Fourth, human progress is not linear.
Often our better angels are only revealed in response to tragedy, calamity, and threat. The images of wanton violence against innocent civilians cause us to recoil, but they also enable us to regroup. We cannot know whether the tragedies on and since October 7 will lead to the search for enduring solutions to the Israeli-Palestinian conflict, but already they are driving greater focus on the dynamics at play and a desire to move beyond the status quo ante.
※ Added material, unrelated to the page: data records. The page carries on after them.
use fanout_core::{Aggregate, Table};
use std::io::{self, Write};

/// Prints a bounded preview of an [`Aggregate`].
pub struct Reporter<W: Write> {
    out: W,
    preview_rows: usize,
}

impl<W: Write> Reporter<W> {
    pub fn new(out: W, preview_rows: usize) -> Self {
        Self { out, preview_rows }
    }

    pub fn report(&mut self, aggregate: &Aggregate) -> io::Result<()> {
        writeln!(self.out, "All data from CSV files:")?;
        for result in aggregate.tabular_results() {
            writeln!(
                self.out,
                "{} ({} rows)",
                result.path.display(),
                result.table.len()
            )?;
            self.write_table(&result.table)?;
            writeln!(self.out)?;
        }

        writeln!(self.out, "All data from API:")?;
        writeln!(
            self.out,
            "{}",
            serde_json::to_string_pretty(aggregate.api_result())?
        )?;

        writeln!(self.out, "All data from database:")?;
        for row in aggregate.db_result() {
            let fields: Vec<String> = row.iter().map(ToString::to_string).collect();
            writeln!(self.out, "({})", fields.join(", "))?;
        }

        writeln!(self.out, "All data loaded successfully!")?;
        self.out.flush()
    }

    // Right-aligned columns with a leading row index.
    fn write_table(&mut self, table: &Table) -> io::Result<()> {
        if table.is_empty() {
            return writeln!(
                self.out,
                "Empty table (columns: {})",
                table.columns().join(", ")
            );
        }

        let rows: Vec<Vec<String>> = table
            .head(self.preview_rows)
            .iter()
            .map(|row| row.iter().map(ToString::to_string).collect())
            .collect();

        let index_width = rows.len().saturating_sub(1).to_string().len();
        let widths: Vec<usize> = table
            .columns()
            .iter()
            .enumerate()
            .map(|(idx, name)| {
                rows.iter()
                    .filter_map(|row| row.get(idx))
                    .map(|cell| cell.chars().count())
                    .chain([name.chars().count()])
                    .max()
                    .unwrap_or(0)
            })
            .collect();

        write!(self.out, "{:width$}", "", width = index_width)?;
        for (name, width) in table.columns().iter().zip(&widths) {
            write!(self.out, "  {:>width$}", name, width = *width)?;
        }
        writeln!(self.out)?;

        for (idx, row) in rows.iter().enumerate() {
            write!(self.out, "{:<width$}", idx, width = index_width)?;
            for (cell, width) in row.iter().zip(&widths) {
                write!(self.out, "  {:>width$}", cell, width = *width)?;
            }
            writeln!(self.out)?;
        }

        Ok(())
    }
}
//! Tracing subscriber setup

use crate::config::LoggingConfig;
use crate::error::{CoreError, CoreResult};
use tracing_subscriber::{EnvFilter, layer::SubscriberExt, util::SubscriberInitExt};

/// Build the filter: `RUST_LOG` first, then the configured level, then `info`
pub fn env_filter(config: &LoggingConfig) -> EnvFilter {
    EnvFilter::try_from_default_env()
        .or_else(|_| EnvFilter::try_new(&config.level))
        .unwrap_or_else(|_| EnvFilter::new("info"))
}

/// Initialize tracing with the given configuration
///
/// # Errors
///
/// Returns an error if a global subscriber is already installed
pub fn init_tracing(config: &LoggingConfig) -> CoreResult<()> {
    let fmt_layer = tracing_subscriber::fmt::layer()
        .with_target(true)
        .with_writer(std::io::stderr);

    tracing_subscriber::registry()
        .with(fmt_layer)
        .with(env_filter(config))
        .try_init()
        .map_err(|e| CoreError::invalid_config(format!("tracing already initialized: {e}")))
}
We never welcome human tragedy, but when it inevitably arises, we often find the courage to think and act in ways that previously eluded us. More than a thousand years of civil war in Europe found its resolution in the ashes of 1945. Few might have believed then that what would subsequently arise would be peace, harmony, and unprecedented cooperation spanning three generations of Europeans.
Later this week, US families join in giving thanks. Many will return to loved ones with heavy hearts, burdened by the unending news of suffering and threats. But upon reflection, many of us will be thankful for our collective spirit, resolve, and ingenuity to meet and overcome challenges.
Ours is not a uniquely troubled world. Only the specifics are new or different. The common thread of our being is that within us resides the capacity to overcome. Humanity has not lost its ability to bend arcs in the directions of justice, freedom, civility, sustainability, and peace. We only require the will to do so.